Nairobi High Court judge Anthony Mrima quashed their prayers to have the levy that was effected in January last year removed, saying the producers had only made blanket claims.
The judge said the exporters did not even disclose the types of levies and names of the licences.
The exporters, under the Fresh Produce Consortium of Kenya, Fresh Produce Exporters Association of Kenya (FPEAK) and the Avocado Exporters Association of Kenya, had sued the Ministry of Agriculture, the Attorney-General and the Horticultural Crops Directorate in the matter.
“The alleged oppressive manner occasioned by the impugned levies had to be empirically demonstrated at least by an expert as against the other sectors,” the judge said.
The court heard that before gazetting of the new regulations, there was a direct simple levy at 30 cents per kilogramme of consignment calculated at the point of shipping.
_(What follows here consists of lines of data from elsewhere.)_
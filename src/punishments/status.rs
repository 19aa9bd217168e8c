//! The player status calculator.
//!
//! Every *active* punishment contributes points to its type's category (Social or Gameplay);
//! the accumulated points place the player on the three-tier offence ladder. These tiers feed
//! back into duration selection when new dynamic punishments are created.

use chrono::{DateTime, Utc};
use serde::{Deserialize, Serialize};
use utoipa::ToSchema;

use crate::players::Player;
use crate::settings::{Category, OffenseLevel, Thresholds, TypeRegistry};

/// A player's derived status.
#[derive(Debug, Clone, Copy, Serialize, Deserialize, ToSchema)]
#[serde(rename_all = "camelCase")]
pub struct PlayerStatus {
	/// Points accumulated from active Social punishments.
	pub social_points: i64,

	/// Points accumulated from active Gameplay punishments.
	pub gameplay_points: i64,

	/// The player's social offence tier.
	pub social_tier: OffenseLevel,

	/// The player's gameplay offence tier.
	pub gameplay_tier: OffenseLevel,
}

impl PlayerStatus {
	/// The tier relevant for a punishment of the given category.
	///
	/// Administrative types use the worse of the two tiers.
	pub fn relevant_tier(&self, category: Category) -> OffenseLevel {
		match category {
			Category::Social => self.social_tier,
			Category::Gameplay => self.gameplay_tier,
			Category::Administrative => self.social_tier.max(self.gameplay_tier),
		}
	}
}

/// Computes a player's status from their active punishments.
///
/// Inactive punishments contribute zero.
pub fn calculate(player: &Player, registry: &TypeRegistry, now: DateTime<Utc>) -> PlayerStatus {
	let mut social_points = 0_i64;
	let mut gameplay_points = 0_i64;

	for punishment in &player.punishments {
		if !punishment.is_active(now) {
			continue;
		}

		let Some(config) = registry.by_ordinal(punishment.type_ordinal) else {
			continue;
		};

		let severity = punishment.data.severity.unwrap_or_default();
		let points = config.points_for(severity);

		match config.category {
			Category::Social => social_points += points,
			Category::Gameplay => gameplay_points += points,
			Category::Administrative => {}
		}
	}

	let thresholds = &registry.status_thresholds;

	PlayerStatus {
		social_points,
		gameplay_points,
		social_tier: tier(social_points, thresholds.social),
		gameplay_tier: tier(gameplay_points, thresholds.gameplay),
	}
}

/// Places a point total on the offence ladder.
fn tier(points: i64, thresholds: Thresholds) -> OffenseLevel {
	if points >= thresholds.habitual {
		OffenseLevel::Habitual
	} else if points >= thresholds.medium {
		OffenseLevel::Medium
	} else {
		OffenseLevel::Low
	}
}

#[cfg(test)]
mod tests {
	use chrono::{DateTime, Duration, TimeZone, Utc};
	use serde_json::json;
	use uuid::Uuid;

	use super::{calculate, PlayerStatus};
	use crate::players::Player;
	use crate::punishments::{Punishment, PunishmentData, PunishmentId};
	use crate::settings::{Category, OffenseLevel, Severity, TypeRegistry};
	use crate::time::Millis;

	fn now() -> DateTime<Utc> {
		Utc.timestamp_millis_opt(1_700_000_000_000).unwrap()
	}

	fn registry() -> TypeRegistry {
		let chat_abuse = serde_json::from_value(json!({
			"ordinal": 10,
			"name": "Chat Abuse",
			"category": "Social",
			"points": { "low": 1, "regular": 2, "severe": 4 },
		}))
		.expect("valid type config");

		let cheating = serde_json::from_value(json!({
			"ordinal": 11,
			"name": "Cheating",
			"category": "Gameplay",
			"customPoints": 6,
		}))
		.expect("valid type config");

		TypeRegistry::from_types([chat_abuse, cheating])
	}

	fn active_punishment(ordinal: u32, severity: Option<Severity>) -> Punishment {
		Punishment {
			id: PunishmentId::random(),
			issuer_name: "steve".to_owned(),
			issued: now() - Duration::hours(1),
			started: Some(now() - Duration::hours(1)),
			type_ordinal: ordinal,
			modifications: Vec::new(),
			notes: Vec::new(),
			evidence: Vec::new(),
			attached_ticket_ids: Vec::new(),
			data: PunishmentData {
				severity,
				duration: Some(Millis::PERMANENT),
				..Default::default()
			},
		}
	}

	#[test]
	fn points_accumulate_per_category() {
		let mut player = Player::new(Uuid::new_v4(), "steve".to_owned(), now());

		player
			.punishments
			.push(active_punishment(10, Some(Severity::Regular)));
		player
			.punishments
			.push(active_punishment(10, Some(Severity::Severe)));
		player.punishments.push(active_punishment(11, None));

		let status = calculate(&player, &registry(), now());

		assert_eq!(status.social_points, 6);
		assert_eq!(status.gameplay_points, 6);
		assert_eq!(status.social_tier, OffenseLevel::Medium);
		assert_eq!(status.gameplay_tier, OffenseLevel::Medium);
	}

	#[test]
	fn inactive_punishments_contribute_zero() {
		let mut player = Player::new(Uuid::new_v4(), "steve".to_owned(), now());

		let mut expired = active_punishment(10, Some(Severity::Severe));
		expired.data.duration = Some(Millis(1_000));
		expired.data.expires = Some(now() - Duration::minutes(30));

		player.punishments.push(expired);

		let status = calculate(&player, &registry(), now());

		assert_eq!(status.social_points, 0);
		assert_eq!(status.social_tier, OffenseLevel::Low);
	}

	#[test]
	fn administrative_types_use_the_worse_tier() {
		let status = PlayerStatus {
			social_points: 0,
			gameplay_points: 0,
			social_tier: OffenseLevel::Habitual,
			gameplay_tier: OffenseLevel::Low,
		};

		assert_eq!(
			status.relevant_tier(Category::Administrative),
			OffenseLevel::Habitual
		);
		assert_eq!(status.relevant_tier(Category::Gameplay), OffenseLevel::Low);
	}
}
According to the exporters, the formula was easily administered by FAO and the Directorate and invoices were issued and payment done after exporting the goods.
The petitioners had also argued that there was no public participation before the new levy was imposed, and as such, it was unconstitutional. They claimed that they were formally informed of the regulations and were given three weeks to submit their views, which they considered inadequate.
The court, however, found that there was reasonable and meaningful involvement of stakeholders before the change was made.
It also rejected the horticulture producers’ argument that it was impossible for the directorate and the Ministry of Agriculture to pre-determine consignment value.
“On whether there was adequate public participation, in consideration of the affidavit evidence on record and the parties’ submissions, it comes to the fore that there were stakeholder meetings, discussions and communications,” said the judge.
“There is clarity on the levies, any administrative issues arising from the computation of the levies cannot amount to constitutional issues. Such issues can be sorted out by the concerned parties.”
The exporters had estimated the new levy will increase their taxes from the current annual average of Sh90 million to Sh377 million, projecting that more than 40 percent of horticulture export firms will be pushed out of business.
The directorate defended the levy, saying that part of it will be used to set up fumigation and hot water plants to clean mangoes as the country prepares to resume shipments to the US, Europe and other key markets.
Kenya has not been exporting mangoes to these key destinations in the last seven years due to presence of fruit flies.